The revolution’s success still nourishes the dreams of Sunni movements as well, but ‘Shi’ite flexibility’ went by the wayside, and many Iranians feel their country is imprisoned in an Arab and Muslim circle of hostility

“The outcome of the president’s policy review should be to determine that the Ayatollah Khomeini’s 1979 revolution will not last until its 40th birthday,” said John Bolton, Donald Trump’s national security adviser, at a 2017 conference with members of Mojahedin-e Khalq that took place before Bolton’s appointment. “And that’s why, before 2019, we here will celebrate in Tehran!”

The storm of applause came as no surprise. Mojahedin-e Khalq, a large and militant Iranian opposition organization that was on Washington’s terror-group list until 2012, has become America’s chief ally in its war against the Iranian regime. Unlike Trump and Bolton, who have, at least officially, abandoned their desire for regime change in Iran, MEK still seeks it.

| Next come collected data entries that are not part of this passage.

use std::{
    collections::{BTreeMap, HashMap, VecDeque},
    fmt::{Debug, Display},
    marker::PhantomData,
    rc::{Rc, Weak},
};

use indexmap::IndexMap;

use crate::{
    container::{Context, ContextInner},
    errors::PbjError,
    invocation::Resolution,
    key::{AsKey, KeyId, ServiceKey},
    record::ServiceRecord,
    resolver::{
        rc::{downcast_optional, downcast_required},
        Resolver,
    },
    types::{Injectable, Instance},
};

/// Lazy handle to a service
///
/// Holding a `Pbj` never builds the service. The first accessor call invokes the record,
/// later calls reuse the cached instance, and after an invalidation the next access builds
/// a fresh one. Passing a `Pbj` where a key is expected is the same as passing its key.
///
/// Accessors return errors instead of panicking, `get` is the usual entry point:
/// ```
/// use pbj::{pbj_key, Context};
///
/// let ctx = Context::new();
/// let greeting = pbj_key::<String>("greeting");
/// ctx.register(&greeting).with_value("hello".to_string());
///
/// let proxy = ctx.pbj(&greeting);
/// assert_eq!(proxy.get().unwrap().len(), 5);
/// assert_eq!(format!("{proxy} world"), "hello world");
/// ```
pub struct Pbj<T> {
    context: Weak<ContextInner>,
    key: KeyId,
    _marker: PhantomData<fn() -> T>,
}

/// What a proxy currently holds, without forcing it
#[derive(Debug, Clone)]
pub enum ProxyState {
    /// Not built, or invalidated since
    Unbuilt,
    /// Waiting for an async factory
    Pending,
    Value,
    Primitive,
    Null,
    /// The last invocation failed
    Error(PbjError),
}

impl<T> Clone for Pbj<T> {
    fn clone(&self) -> Self {
        Pbj {
            context: self.context.clone(),
            key: self.key.clone(),
            _marker: PhantomData,
        }
    }
}

impl<T> Pbj<T> {
    pub(crate) fn new(context: &Context, key: KeyId) -> Self {
        Pbj {
            context: Rc::downgrade(&context.0),
            key,
            _marker: PhantomData,
        }
    }

    fn context(&self) -> Result<Context, PbjError> {
        self.context
            .upgrade()
            .map(Context)
            .ok_or_else(|| PbjError::ContextDropped {
                key: self.key.clone(),
            })
    }

    pub fn key(&self) -> &KeyId {
        &self.key
    }

    /// The record behind this handle, never invokes it
    pub fn record(&self) -> Result<Rc<ServiceRecord>, PbjError> {
        Ok(self.context()?.record_id(&self.key))
    }

    /// Peeks at the record without building it
    pub fn state(&self) -> ProxyState {
        let Ok(record) = self.record() else {
            return ProxyState::Unbuilt;
        };

        let state = record.state.borrow();
        if state.pending.is_some() {
            return ProxyState::Pending;
        }
        if let Some(error) = &state.error {
            return ProxyState::Error(error.clone());
        }

        let current = match &state.service {
            crate::factories::Service::Value(value) => Some(value),
            _ => state.cached.as_ref(),
        };
        match current {
            None => ProxyState::Unbuilt,
            Some(None) => ProxyState::Null,
            Some(Some(instance)) if instance.is_primitive() => ProxyState::Primitive,
            Some(Some(_)) => ProxyState::Value,
        }
    }

    /// Forces the service and returns the type erased value
    pub fn instance(&self) -> Result<Option<Instance>, PbjError> {
        self.context()?.invoke_key(&self.key)
    }

    /// True if the service resolves to a value of type `U`, the `instanceof` check
    pub fn is<U: Injectable>(&self) -> Result<bool, PbjError> {
        Ok(self.instance()?.is_some_and(|instance| instance.is::<U>()))
    }

    pub fn is_primitive(&self) -> Result<bool, PbjError> {
        Ok(self.instance()?.is_some_and(|instance| instance.is_primitive()))
    }

    pub fn is_null(&self) -> Result<bool, PbjError> {
        Ok(self.instance()?.is_none())
    }
}

impl<T: Injectable> Pbj<T> {
    /// Forces the service, a null value is an error
    pub fn get(&self) -> Result<Rc<T>, PbjError> {
        downcast_required(&self.key, self.instance()?)
    }

    pub fn get_optional(&self) -> Result<Option<Rc<T>>, PbjError> {
        downcast_optional(&self.key, self.instance()?)
    }

    /// Runs `f` against the current value
    pub fn with<R>(&self, f: impl FnOnce(&T) -> R) -> Result<R, PbjError> {
        let value = self.get()?;
        Ok(f(&value))
    }
}

impl<T: Injectable + ListLike> Pbj<T> {
    /// Length of a list like value, maps count their values
    pub fn len(&self) -> Result<usize, PbjError> {
        Ok(self.get_optional()?.map_or(0, |list| list.list_len()))
    }

    pub fn is_empty(&self) -> Result<bool, PbjError> {
        Ok(self.len()? == 0)
    }
}

impl<T> AsKey for Pbj<T> {
    fn key_id(&self) -> KeyId {
        self.key.clone()
    }
}
impl<T: Injectable> ServiceKey for Pbj<T> {
    type Output = T;
}

impl<T: Injectable> Resolver for Pbj<T> {
    fn resolve(resolution: &Resolution<'_>, key: &KeyId) -> Result<Self, PbjError> {
        resolution.context().tracker().track_lazy(key);
        Ok(resolution.context().pbj_id(key.clone()))
    }

    fn from_value(owner: &KeyId, _: Option<Instance>) -> Result<Self, PbjError> {
        Err(PbjError::InvalidArgument(format!(
            "a literal argument of '{owner}' can't be injected as a lazy handle"
        )))
    }
}

impl<T: Injectable + Display> Display for Pbj<T> {
    fn fmt(&self, f: &mut std::fmt::Formatter<'_>) -> std::fmt::Result {
        match self.get_optional() {
            Ok(Some(value)) => Display::fmt(&*value, f),
            Ok(None) => f.write_str("null"),
            Err(e) => write!(f, "<{e}>"),
        }
    }
}

impl<T> Debug for Pbj<T> {
    fn fmt(&self, f: &mut std::fmt::Formatter<'_>) -> std::fmt::Result {
        f.debug_tuple("Pbj").field(&self.key).finish()
    }
}

/// Values with a length
pub trait ListLike {
    fn list_len(&self) -> usize;
}

impl<U> ListLike for Vec<U> {
    fn list_len(&self) -> usize {
        self.len()
    }
}
impl<U> ListLike for VecDeque<U> {
    fn list_len(&self) -> usize {
        self.len()
    }
}
impl<U, const N: usize> ListLike for [U; N] {
    fn list_len(&self) -> usize {
        N
    }
}
impl<K, V, S> ListLike for HashMap<K, V, S> {
    fn list_len(&self) -> usize {
        self.values().count()
    }
}
impl<K, V> ListLike for BTreeMap<K, V> {
    fn list_len(&self) -> usize {
        self.values().count()
    }
}
impl<K, V, S> ListLike for IndexMap<K, V, S> {
    fn list_len(&self) -> usize {
        self.values().count()
    }
}
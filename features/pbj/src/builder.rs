use std::rc::Rc;

use crate::{
    container::Context,
    invocation::Resolution,
    key::ServiceKey,
    logger::{logger_key, Logger, TracingLogger},
    types::DynError,
};

type Registration = Box<dyn FnOnce(&Context)>;

/// Configures a [Context] before it is handed out
///
/// ```
/// use pbj::{pbj_key, Context};
///
/// let port = pbj_key::<u16>("port");
/// let ctx = Context::builder()
///     .name("app")
///     .add_value(&port, 8080)
///     .build();
///
/// assert_eq!(ctx.name(), "app");
/// assert_eq!(*ctx.resolve(&port).unwrap(), 8080);
/// ```
#[derive(Default)]
pub struct ContextBuilder {
    name: Option<String>,
    logger: Option<Rc<dyn Logger>>,
    parent: Option<Context>,
    registrations: Vec<Registration>,
}

impl ContextBuilder {
    pub fn new() -> Self {
        Self::default()
    }

    pub fn name(mut self, name: &str) -> Self {
        self.name = Some(name.to_string());
        self
    }

    pub fn logger(self, logger: impl Logger + 'static) -> Self {
        self.logger_rc(Rc::new(logger))
    }

    pub fn logger_rc(mut self, logger: Rc<dyn Logger>) -> Self {
        self.logger = Some(logger);
        self
    }

    /// Reads through to `parent`
    pub fn parent(mut self, parent: Context) -> Self {
        self.parent = Some(parent);
        self
    }

    pub fn add_value<K>(mut self, key: &K, value: K::Output) -> Self
    where
        K: ServiceKey + Clone + 'static,
    {
        let key = key.clone();
        self.registrations.push(Box::new(move |ctx| {
            ctx.register(&key).with_value(value);
        }));
        self
    }

    pub fn add_factory<K, E, F>(mut self, key: &K, factory: F) -> Self
    where
        K: ServiceKey + Clone + 'static,
        E: Into<DynError>,
        F: Fn(&Resolution<'_>) -> Result<K::Output, E> + 'static,
    {
        let key = key.clone();
        self.registrations.push(Box::new(move |ctx| {
            ctx.register(&key).with_factory(factory);
        }));
        self
    }

    pub fn build(self) -> Context {
        let root = self.parent.is_none();
        let explicit_logger = self.logger.is_some();
        let name = self
            .name
            .unwrap_or_else(|| if root { "root".to_string() } else { "child".to_string() });
        let logger = self
            .logger
            .or_else(|| self.parent.as_ref().map(|p| p.logger()))
            .unwrap_or_else(|| Rc::new(TracingLogger));

        let ctx = Context::from_parts(name, self.parent, logger.clone());
        if root || explicit_logger {
            ctx.register(&logger_key()).with_value(logger);
        }

        for registration in self.registrations {
            registration(&ctx);
        }

        tracing::debug!("Built context '{}'", ctx.name());
        ctx
    }
}

#[cfg(test)]
mod tests {
    use super::*;
    use crate::key::pbj_key;

    #[test]
    fn root_contexts_register_their_logger() {
        let ctx = ContextBuilder::new().build();
        assert_eq!(ctx.name(), "root");
        assert!(ctx.resolve(&logger_key()).is_ok());
    }

    #[test]
    fn factories_are_registered_on_build() {
        let greeting = pbj_key::<String>("greeting");
        let ctx = ContextBuilder::new()
            .add_factory(&greeting, |_| Ok::<_, DynError>("hi".to_string()))
            .build();
        assert_eq!(*ctx.resolve(&greeting).unwrap(), "hi");
    }

    #[test]
    fn children_inherit_the_parent_logger() {
        let root = ContextBuilder::new().name("app").build();
        let child = ContextBuilder::new().parent(root.clone()).build();
        assert_eq!(child.name(), "child");
        assert!(Rc::ptr_eq(&child.logger(), &root.logger()));
        assert!(child.keys().is_empty());
    }
}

The same is true of leaders of the large community of Iranian exiles in Los Angeles, many of whom would like Iran to revert to being a monarchy with the former shah’s flaccid son, Reza Mohammad Pahlavi, on top.

But for now, Bolton and those who share his dream will have to postpone it. On Sunday, Iran will celebrate the 40th anniversary of the day the Islamic Revolution led by Khomeini declared victory. And despite the economic and political crises the country faces, its unique system of government shows no signs of disappearing.

And this isn’t a system frozen in time; it’s capable of seeing and responding to both social changes and the diplomatic environment. The flexibility that has helped the separatist Shi’ite branch of Islam survive since the seventh century also characterizes Iran’s political and diplomatic behavior.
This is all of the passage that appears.